Sure, Haley raised age as an issue. But the media talking about her age and not her policies does no service to the American people. Americans can look up her age. They want substance: what our taxpayer money has bought, how we are prioritizing our country’s values, and what the leaders who are running for office will actually do for them.
I learned this lesson in 2007 during the Iowa caucuses. I was working on a presidential election for a candidate who, pundits assured us, didn’t have a chance. We were setting up in barns across the state with then-Sen. Barack Obama to meet with Iowans of every background. My job was minding the media coverage of each engagement, ensuring the press had access to everything he said.
I had a front-row seat while doing my job, and I listened to a then-little-known candidate’s vision for America.
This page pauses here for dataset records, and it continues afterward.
//! Error types for the hcinfo library

use std::io;
use std::path::PathBuf;
use thiserror::Error;

/// Main error type for catalog and reporting operations
#[derive(Error, Debug)]
pub enum CatalogError {
    /// No accelerator matches the requested path
    #[error("no accelerator for path: '{0}'")]
    NotFound(String),

    /// A topology file exists but could not be read
    #[error("failed to read topology file {}: {source}", .path.display())]
    Topology {
        /// File that failed to read
        path: PathBuf,
        /// Underlying I/O error
        source: io::Error,
    },

    /// A topology properties file contained a malformed line
    #[error("malformed line in {}: {line:?}", .path.display())]
    Parse {
        /// File being parsed
        path: PathBuf,
        /// Offending line
        line: String,
    },

    /// Invalid configuration value
    #[error("invalid configuration: {0}")]
    InvalidConfig(String),

    /// JSON serialization error
    #[error("JSON error: {0}")]
    Json(#[from] serde_json::Error),

    /// Writing the report failed
    #[error("I/O error: {0}")]
    Io(#[from] io::Error),
}

impl CatalogError {
    pub(crate) fn topology(path: impl Into<PathBuf>, source: io::Error) -> Self {
        CatalogError::Topology {
            path: path.into(),
            source,
        }
    }

    /// True when the error means the requested accelerator does not exist
    pub fn is_not_found(&self) -> bool {
        matches!(self, CatalogError::NotFound(_))
    }
}

/// Result type for hcinfo operations
pub type Result<T> = std::result::Result<T, CatalogError>;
And appreciated the importance of the back-and-forth between the candidate and the audience. The then-Sen. Obama was talking about substance. I was also at an event, though, where he discussed the price of arugula at Whole Foods and a press corps — eager to paint him as out of touch — pounced. Iowans don’t know Whole Foods and arugula, the reporting crew from the coasts would say.
Au contraire, my dear tourist friends. Iowans most certainly knew about the prices of crops. They grow them. I watched Iowans make their choice for president that flew in the face of the pundits.
And I learned on the ground that Americans — from Iowa, to South Carolina, to Idaho, to Nebraska — all asked the hard questions of their candidates. About the issues that actually matter. Nobody at any of these events asked him about Whole Foods or why he used that reference.
The same thing happened when President Trump was elected. Many in the news media claimed that he hadn’t talked about issues — that’s not how millions of voters saw it. President Trump appealed to people I grew up with in Galesburg, Illinois, because for decades politicians haven’t done their jobs. He called out the old ways of doing things. This resonated with my former community because he talked about a structure that had outsourced our manufacturing, and for many, our future.
On TV, many pundits missed this appeal — they were focused on Trump’s behavior. They missed that a considerable part of the electorate wanted an outsider to shake things up.
In the aftermath of President Trump’s election, what I wished I could see on television was a true conversation about policies, and what’s not working for the American people, what is the history of our jobs being outsourced, and how are we going to fix it? That’s not what happened, and years later, we’re falling into the same traps.
The contest over eyeballs has become one of manipulating the outrageous for soundbites. Shouting for attention, rather than doing the due diligence to earn the attention. It’s shortsighted and a partisan press does no favors for the American people.
The parents I work alongside on our PTA, on our charities, in our communities, they’re busy. They’re building businesses, they’re trying to find solutions, they’re raising their kids. They want media working for them to make their life easier to navigate between the substance of the candidates.
That’s the media environment I want to see this election cycle. And I know it’s the media environment so many good journalists want to see too.
So here it goes.
I’m throwing my hat in the pundit ring: I’m proud to join NewsNation as a contributor, and I’m proud to do so because they want to bring together smart people with facts, and a willingness to listen, from on-the-ground reporting, across the nation. I can assure you I’ll mess up. We all do. But I’m going to try harder every day to do better — and to focus on substance.